The problem:
Print out each entry below exactly, please.

Dataset items
__________

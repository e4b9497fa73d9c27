use burn::{
    optim::{adaptor::OptimizerAdaptor, Adam, AdamConfig},
    tensor::backend::AutodiffBackend,
};
use rand::{rngs::StdRng, Rng};
use strum::VariantArray;

use crate::{
    algo::QTrainer,
    config::AgentConfig,
    decay,
    error::{ConfigError, TrainingError},
    exploration::{Choice, EpsilonGreedy},
    game::{Action, SnakeGame, State, NUM_ACTIONS},
    memory::{Exp, ExpBatch, ReplayMemory},
    model::QNet,
};

type AdamOptimizer<M, B> = OptimizerAdaptor<Adam<<B as AutodiffBackend>::InnerBackend>, M, B>;

/// A snake playing agent that learns online from every move and from replayed
/// experience at the end of every game
///
/// Exploration decays with the number of completed games, not with steps.
pub struct Agent<B: AutodiffBackend> {
    trainer: QTrainer<B, QNet<B>, AdamOptimizer<QNet<B>, B>>,
    memory: ReplayMemory<SnakeGame>,
    exploration: EpsilonGreedy<decay::Linear>,
    rng: StdRng,
    batch_size: usize,
    n_games: u32,
}

impl<B: AutodiffBackend> Agent<B> {
    /// Initialize a new `Agent`
    ///
    /// ### Arguments
    /// - `config` Learner hyperparameters
    /// - `model` The network to train, fresh or previously saved
    /// - `rng` Source of randomness for exploration and replay sampling
    /// - `device` The device `model` lives on
    pub fn new(
        config: &AgentConfig,
        model: QNet<B>,
        rng: StdRng,
        device: B::Device,
    ) -> Result<Self, ConfigError> {
        let epsilon =
            decay::Linear::over(config.epsilon_decay_games, config.epsilon_start, 0.0)?;

        Ok(Self {
            trainer: QTrainer::new(
                model,
                AdamConfig::new().init::<B, QNet<B>>(),
                config.gamma,
                config.lr,
                device,
            ),
            memory: ReplayMemory::new(config.memory_capacity),
            exploration: EpsilonGreedy::new(epsilon),
            rng,
            batch_size: config.batch_size,
            n_games: 0,
        })
    }

    /// Choose a move: random with probability `epsilon(n_games)`, greedy otherwise
    pub fn get_action(&mut self, state: &State) -> Action {
        match self.exploration.choose(self.n_games, &mut self.rng) {
            Choice::Explore => Action::VARIANTS[self.rng.gen_range(0..NUM_ACTIONS)],
            Choice::Exploit => self.greedy_action(state),
        }
    }

    /// The action with the highest estimated value. Ties go to the first action
    /// in `[straight, right, left]` order.
    pub fn greedy_action(&self, state: &State) -> Action {
        let q = self.trainer.q_values(*state);
        Action::VARIANTS
            .iter()
            .copied()
            .fold(Action::Straight, |best, action| {
                if q[action.index()] > q[best.index()] {
                    action
                } else {
                    best
                }
            })
    }

    pub fn remember(&mut self, exp: Exp<SnakeGame>) {
        self.memory.push(exp);
    }

    /// Learn from a single transition right after it happened
    pub fn train_short_memory(&mut self, exp: &Exp<SnakeGame>) -> Result<f32, TrainingError> {
        self.trainer.learn(ExpBatch::from_iter([exp], 1))
    }

    /// Learn from a batch replayed from memory
    ///
    /// Returns `Ok(None)` without touching the model when memory is empty.
    pub fn train_long_memory(&mut self) -> Result<Option<f32>, TrainingError> {
        if self.memory.is_empty() {
            return Ok(None);
        }

        let batch = self.memory.sample_zipped(self.batch_size, &mut self.rng);
        self.trainer.learn(batch).map(Some)
    }

    /// Count a completed game, which also advances the exploration schedule
    pub fn finish_game(&mut self) {
        self.n_games += 1;
    }

    /// Current exploration probability
    pub fn epsilon(&self) -> f32 {
        self.exploration.epsilon(self.n_games)
    }

    pub fn n_games(&self) -> u32 {
        self.n_games
    }

    pub fn model(&self) -> &QNet<B> {
        self.trainer.model()
    }

    pub fn memory(&self) -> &ReplayMemory<SnakeGame> {
        &self.memory
    }
}
use crossterm::event::{Event, KeyCode};
use ratatui::{prelude::*, style::Stylize, widgets::*};

use crate::viz::util::event_keycode;

use super::Component;

/// A single metric over the course of training
pub struct Plot {
    title: &'static str,
    x_bounds: [f64; 2],
    y_bounds: [f64; 2],
    data: Vec<(f64, f64)>,
}

impl Plot {
    pub fn new(title: &'static str, games: Option<u32>) -> Self {
        Self {
            title,
            x_bounds: [0.0, games.map_or(1.0, f64::from)],
            y_bounds: [0.0, 1.0],
            data: Vec::new(),
        }
    }

    pub fn update(&mut self, point: (f64, f64)) {
        let (x, y) = point;
        self.x_bounds[1] = self.x_bounds[1].max(x);
        self.y_bounds[0] = self.y_bounds[0].min(y);
        self.y_bounds[1] = self.y_bounds[1].max(y);
        self.data.push(point);
    }

    fn labels(bounds: [f64; 2], precision: usize) -> Vec<Span<'static>> {
        let mid = (bounds[0] + bounds[1]) / 2.0;
        [bounds[0], mid, bounds[1]]
            .iter()
            .map(|v| format!("{v:.precision$}").bold())
            .collect()
    }
}

impl WidgetRef for Plot {
    fn render_ref(&self, area: Rect, buf: &mut Buffer) {
        let dataset = Dataset::default()
            .marker(Marker::Braille)
            .graph_type(GraphType::Line)
            .cyan()
            .data(&self.data);

        let x_axis = Axis::default()
            .title("Game")
            .dark_gray()
            .labels(Self::labels(self.x_bounds, 0))
            .bounds(self.x_bounds);

        let y_axis = Axis::default()
            .title(self.title)
            .dark_gray()
            .labels(Self::labels(self.y_bounds, 1))
            .bounds(self.y_bounds);

        Chart::new(vec![dataset])
            .block(
                Block::bordered()
                    .border_type(BorderType::Rounded)
                    .title(self.title)
                    .padding(Padding::uniform(1)),
            )
            .x_axis(x_axis)
            .y_axis(y_axis)
            .render(area, buf);
    }
}

/// Tabbed set of [`Plot`]s, one per metric
pub struct Plots {
    plots: Vec<Plot>,
    selected: usize,
}

impl Plots {
    pub fn new(names: &[&'static str], games: Option<u32>) -> Self {
        Self {
            plots: names.iter().map(|&name| Plot::new(name, games)).collect(),
            selected: 0,
        }
    }

    pub fn len(&self) -> usize {
        self.plots.len()
    }

    pub fn is_empty(&self) -> bool {
        self.plots.is_empty()
    }

    pub fn next_plot(&mut self) {
        if !self.is_empty() {
            self.selected = (self.selected + 1) % self.len();
        }
    }

    pub fn prev_plot(&mut self) {
        if !self.is_empty() {
            let len = self.len();
            self.selected = (self.selected + len - 1) % len;
        }
    }

    /// Add one value per plot for `game`. Extra values are ignored.
    pub fn update(&mut self, game: u32, data: &[f64]) {
        for (plot, &value) in self.plots.iter_mut().zip(data) {
            plot.update((f64::from(game), value));
        }
    }
}

impl WidgetRef for Plots {
    fn render_ref(&self, area: Rect, buf: &mut Buffer) {
        let [tabs_area, plot_area] =
            Layout::vertical([Constraint::Length(1), Constraint::Fill(1)]).areas(area);

        Tabs::new(self.plots.iter().map(|p| p.title))
            .white()
            .highlight_style(Style::default().light_green())
            .select(self.selected)
            .render(tabs_area, buf);

        if let Some(plot) = self.plots.get(self.selected) {
            plot.render_ref(plot_area, buf);
        }
    }
}

impl Component for Plots {
    fn handle_ui_event(&mut self, event: &Event) -> bool {
        match event_keycode(event) {
            Some(KeyCode::Left) => self.prev_plot(),
            Some(KeyCode::Right) => self.next_plot(),
            _ => return false,
        }
        true
    }
}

__________

Task output:
repository e4b9497fa73d9c27
use burn::{
    optim::{adaptor::OptimizerAdaptor, Adam, AdamConfig},
    tensor::backend::AutodiffBackend,
};
use rand::{rngs::StdRng, Rng};
use strum::VariantArray;

use crate::{
    algo::QTrainer,
    config::AgentConfig,
    decay,
    error::{ConfigError, TrainingError},
    exploration::{Choice, EpsilonGreedy},
    game::{Action, SnakeGame, State, NUM_ACTIONS},
    memory::{Exp, ExpBatch, ReplayMemory},
    model::QNet,
};

type AdamOptimizer<M, B> = OptimizerAdaptor<Adam<<B as AutodiffBackend>::InnerBackend>, M, B>;

/// A snake playing agent that learns online from every move and from replayed
/// experience at the end of every game
///
/// Exploration decays with the number of completed games, not with steps.
pub struct Agent<B: AutodiffBackend> {
    trainer: QTrainer<B, QNet<B>, AdamOptimizer<QNet<B>, B>>,
    memory: ReplayMemory<SnakeGame>,
    exploration: EpsilonGreedy<decay::Linear>,
    rng: StdRng,
    batch_size: usize,
    n_games: u32,
}

impl<B: AutodiffBackend> Agent<B> {
    /// Initialize a new `Agent`
    ///
    /// ### Arguments
    /// - `config` Learner hyperparameters
    /// - `model` The network to train, fresh or previously saved
    /// - `rng` Source of randomness for exploration and replay sampling
    /// - `device` The device `model` lives on
    pub fn new(
        config: &AgentConfig,
        model: QNet<B>,
        rng: StdRng,
        device: B::Device,
    ) -> Result<Self, ConfigError> {
        let epsilon =
            decay::Linear::over(config.epsilon_decay_games, config.epsilon_start, 0.0)?;

        Ok(Self {
            trainer: QTrainer::new(
                model,
                AdamConfig::new().init::<B, QNet<B>>(),
                config.gamma,
                config.lr,
                device,
            ),
            memory: ReplayMemory::new(config.memory_capacity),
            exploration: EpsilonGreedy::new(epsilon),
            rng,
            batch_size: config.batch_size,
            n_games: 0,
        })
    }

    /// Choose a move: random with probability `epsilon(n_games)`, greedy otherwise
    pub fn get_action(&mut self, state: &State) -> Action {
        match self.exploration.choose(self.n_games, &mut self.rng) {
            Choice::Explore => Action::VARIANTS[self.rng.gen_range(0..NUM_ACTIONS)],
            Choice::Exploit => self.greedy_action(state),
        }
    }

    /// The action with the highest estimated value. Ties go to the first action
    /// in `[straight, right, left]` order.
    pub fn greedy_action(&self, state: &State) -> Action {
        let q = self.trainer.q_values(*state);
        Action::VARIANTS
            .iter()
            .copied()
            .fold(Action::Straight, |best, action| {
                if q[action.index()] > q[best.index()] {
                    action
                } else {
                    best
                }
            })
    }

    pub fn remember(&mut self, exp: Exp<SnakeGame>) {
        self.memory.push(exp);
    }

    /// Learn from a single transition right after it happened
    pub fn train_short_memory(&mut self, exp: &Exp<SnakeGame>) -> Result<f32, TrainingError> {
        self.trainer.learn(ExpBatch::from_iter([exp], 1))
    }

    /// Learn from a batch replayed from memory
    ///
    /// Returns `Ok(None)` without touching the model when memory is empty.
    pub fn train_long_memory(&mut self) -> Result<Option<f32>, TrainingError> {
        if self.memory.is_empty() {
            return Ok(None);
        }

        let batch = self.memory.sample_zipped(self.batch_size, &mut self.rng);
        self.trainer.learn(batch).map(Some)
    }

    /// Count a completed game, which also advances the exploration schedule
    pub fn finish_game(&mut self) {
        self.n_games += 1;
    }

    /// Current exploration probability
    pub fn epsilon(&self) -> f32 {
        self.exploration.epsilon(self.n_games)
    }

    pub fn n_games(&self) -> u32 {
        self.n_games
    }

    pub fn model(&self) -> &QNet<B> {
        self.trainer.model()
    }

    pub fn memory(&self) -> &ReplayMemory<SnakeGame> {
        &self.memory
    }
}
use crossterm::event::{Event, KeyCode};
use ratatui::{prelude::*, style::Stylize, widgets::*};

use crate::viz::util::event_keycode;

use super::Component;

/// A single metric over the course of training
pub struct Plot {
    title: &'static str,
    x_bounds: [f64; 2],
    y_bounds: [f64; 2],
    data: Vec<(f64, f64)>,
}

impl Plot {
    pub fn new(title: &'static str, games: Option<u32>) -> Self {
        Self {
            title,
            x_bounds: [0.0, games.map_or(1.0, f64::from)],
            y_bounds: [0.0, 1.0],
            data: Vec::new(),
        }
    }

    pub fn update(&mut self, point: (f64, f64)) {
        let (x, y) = point;
        self.x_bounds[1] = self.x_bounds[1].max(x);
        self.y_bounds[0] = self.y_bounds[0].min(y);
        self.y_bounds[1] = self.y_bounds[1].max(y);
        self.data.push(point);
    }

    fn labels(bounds: [f64; 2], precision: usize) -> Vec<Span<'static>> {
        let mid = (bounds[0] + bounds[1]) / 2.0;
        [bounds[0], mid, bounds[1]]
            .iter()
            .map(|v| format!("{v:.precision$}").bold())
            .collect()
    }
}

impl WidgetRef for Plot {
    fn render_ref(&self, area: Rect, buf: &mut Buffer) {
        let dataset = Dataset::default()
            .marker(Marker::Braille)
            .graph_type(GraphType::Line)
            .cyan()
            .data(&self.data);

        let x_axis = Axis::default()
            .title("Game")
            .dark_gray()
            .labels(Self::labels(self.x_bounds, 0))
            .bounds(self.x_bounds);

        let y_axis = Axis::default()
            .title(self.title)
            .dark_gray()
            .labels(Self::labels(self.y_bounds, 1))
            .bounds(self.y_bounds);

        Chart::new(vec![dataset])
            .block(
                Block::bordered()
                    .border_type(BorderType::Rounded)
                    .title(self.title)
                    .padding(Padding::uniform(1)),
            )
            .x_axis(x_axis)
            .y_axis(y_axis)
            .render(area, buf);
    }
}

/// Tabbed set of [`Plot`]s, one per metric
pub struct Plots {
    plots: Vec<Plot>,
    selected: usize,
}

impl Plots {
    pub fn new(names: &[&'static str], games: Option<u32>) -> Self {
        Self {
            plots: names.iter().map(|&name| Plot::new(name, games)).collect(),
            selected: 0,
        }
    }

    pub fn len(&self) -> usize {
        self.plots.len()
    }

    pub fn is_empty(&self) -> bool {
        self.plots.is_empty()
    }

    pub fn next_plot(&mut self) {
        if !self.is_empty() {
            self.selected = (self.selected + 1) % self.len();
        }
    }

    pub fn prev_plot(&mut self) {
        if !self.is_empty() {
            let len = self.len();
            self.selected = (self.selected + len - 1) % len;
        }
    }

    /// Add one value per plot for `game`. Extra values are ignored.
    pub fn update(&mut self, game: u32, data: &[f64]) {
        for (plot, &value) in self.plots.iter_mut().zip(data) {
            plot.update((f64::from(game), value));
        }
    }
}

impl WidgetRef for Plots {
    fn render_ref(&self, area: Rect, buf: &mut Buffer) {
        let [tabs_area, plot_area] =
            Layout::vertical([Constraint::Length(1), Constraint::Fill(1)]).areas(area);

        Tabs::new(self.plots.iter().map(|p| p.title))
            .white()
            .highlight_style(Style::default().light_green())
            .select(self.selected)
            .render(tabs_area, buf);

        if let Some(plot) = self.plots.get(self.selected) {
            plot.render_ref(plot_area, buf);
        }
    }
}

impl Component for Plots {
    fn handle_ui_event(&mut self, event: &Event) -> bool {
        match event_keycode(event) {
            Some(KeyCode::Left) => self.prev_plot(),
            Some(KeyCode::Right) => self.next_plot(),
            _ => return false,
        }
        true
    }
}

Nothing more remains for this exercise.